Unlike Lyngse et al., our study shows a significantly higher SAR for Omicron than Delta among unvaccinated household members, suggesting that intrinsic transmissibility is higher for the Omicron variant. This finding supports early assumptions that the Omicron is fundamentally more transmissible than Delta [15]. We also found a higher household SAR for Omicron among fully vaccinated and booster vaccinated household contacts when compared to Delta, indicating that immune evasion contributes to the increased transmissibility of the Omicron variant. The group of partially vaccinated individuals is heterogeneous and with varying vaccination dates, which may explain the lower RR of Omicron infection versus Delta compared to the other vaccination groups. Also, adolescents aged 12–19 years were overrepresented in this group. However, because we did not adjust for age in this analysis, our results should be interpreted cautiously.

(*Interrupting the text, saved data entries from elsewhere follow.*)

// ABOUTME: Recursive layout tree describing how a box is subdivided.
// ABOUTME: Leaves name components; internal nodes split their box along one axis.

use nestbox_core::{Orientation, SizeSpec};
use serde::{Deserialize, Deserializer, Serialize};
use serde_json::Value;

use crate::LayoutError;

#[derive(Debug, Clone, PartialEq, Serialize)]
#[serde(untagged)]
pub enum LayoutNode {
    /// A single component, addressed by alias
    Leaf(String),
    /// A box split among `children`, in placement order
    Internal {
        orientation: Orientation,
        children: Vec<LayoutNode>,
        /// This node's own share inside its parent (defaults to weight 1)
        #[serde(skip_serializing_if = "Option::is_none")]
        size: Option<SizeSpec>,
    },
}

impl LayoutNode {
    pub fn leaf(alias: impl Into<String>) -> Self {
        LayoutNode::Leaf(alias.into())
    }

    pub fn horizontal(children: impl IntoIterator<Item = LayoutNode>) -> Self {
        Self::split(Orientation::Horizontal, children)
    }

    pub fn vertical(children: impl IntoIterator<Item = LayoutNode>) -> Self {
        Self::split(Orientation::Vertical, children)
    }

    pub fn split(orientation: Orientation, children: impl IntoIterator<Item = LayoutNode>) -> Self {
        LayoutNode::Internal {
            orientation,
            children: children.into_iter().collect(),
            size: None,
        }
    }

    /// Set the share of an internal node. Leaves take their size from the size map instead.
    pub fn with_size(mut self, spec: SizeSpec) -> Self {
        if let LayoutNode::Internal { size, .. } = &mut self {
            *size = Some(spec);
        }
        self
    }

    pub fn is_leaf(&self) -> bool {
        matches!(self, LayoutNode::Leaf(_))
    }

    /// All leaf aliases in placement order, hidden or not
    pub fn aliases(&self) -> Vec<&str> {
        let mut result = Vec::new();
        collect_aliases(self, &mut result);
        result
    }
}

fn collect_aliases<'a>(node: &'a LayoutNode, out: &mut Vec<&'a str>) {
    match node {
        LayoutNode::Leaf(alias) => out.push(alias.as_str()),
        LayoutNode::Internal { children, .. } => {
            for child in children {
                collect_aliases(child, out);
            }
        }
    }
}

impl TryFrom<Value> for LayoutNode {
    type Error = LayoutError;

    fn try_from(value: Value) -> Result<Self, Self::Error> {
        node_from_value(value, "layout")
    }
}

/// Convert one node of the producer JSON shape, `path` locating it for error messages
fn node_from_value(value: Value, path: &str) -> Result<LayoutNode, LayoutError> {
    let mut map = match value {
        Value::String(alias) => return Ok(LayoutNode::Leaf(alias)),
        Value::Object(map) => map,
        other => {
            return Err(LayoutError::invalid(format!(
                "{path}: expected a component alias or an internal node, found {other}"
            )))
        }
    };

    let orientation = match map.remove("orientation") {
        Some(Value::String(s)) if s == "horizontal" => Orientation::Horizontal,
        Some(Value::String(s)) if s == "vertical" => Orientation::Vertical,
        Some(other) => {
            return Err(LayoutError::invalid(format!(
                "{path}: unknown orientation {other}"
            )))
        }
        None => {
            return Err(LayoutError::invalid(format!(
                "{path}: internal node is missing `orientation`"
            )))
        }
    };

    let children = match map.remove("children") {
        Some(Value::Array(children)) => children
            .into_iter()
            .enumerate()
            .map(|(i, child)| node_from_value(child, &format!("{path}.children[{i}]")))
            .collect::<Result<Vec<_>, _>>()?,
        Some(other) => {
            return Err(LayoutError::invalid(format!(
                "{path}: `children` must be an array, found {other}"
            )))
        }
        None => {
            return Err(LayoutError::invalid(format!(
                "{path}: internal node is missing `children`"
            )))
        }
    };

    let size = match map.remove("size") {
        None | Some(Value::Null) => None,
        Some(v) => Some(serde_json::from_value::<SizeSpec>(v).map_err(|e| {
            LayoutError::invalid(format!("{path}: invalid size: {e}"))
        })?),
    };

    Ok(LayoutNode::Internal {
        orientation,
        children,
        size,
    })
}

impl<'de> Deserialize<'de> for LayoutNode {
    fn deserialize<D: Deserializer<'de>>(deserializer: D) -> Result<Self, D::Error> {
        let value = Value::deserialize(deserializer)?;
        LayoutNode::try_from(value).map_err(serde::de::Error::custom)
    }
}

Vaccination with two and three doses seemed to give lower protection against infection for Omicron than Delta, which is supported by other epidemiological studies and neutralization studies, likely related to a large number of mutations in the spike (S) protein compared to Delta [9]. While the protective effect of booster dose against Omicron infection (VE) was significant, the protection against onwards transmission seems rather low, compared to Delta. Our results indicate that booster vaccinated primary cases had approximately a four-fold higher risk of transmitting Omicron to their household contacts relative to Delta, which is higher than the risk of Omicron transmission versus Delta in fully vaccinated and unvaccinated primary cases. However, we did not adjust for age and time since vaccination, and thus, our results should be interpreted with caution.
In conclusion, our study indicates that the higher overall SAR among household contacts of Omicron cases is most likely due to higher intrinsic transmissibility of this variant and lower vaccine effectiveness. As reported by others, booster doses decrease this risk of infection with Delta and Omicron, but our findings suggest that it has limited effect on preventing Omicron transmission.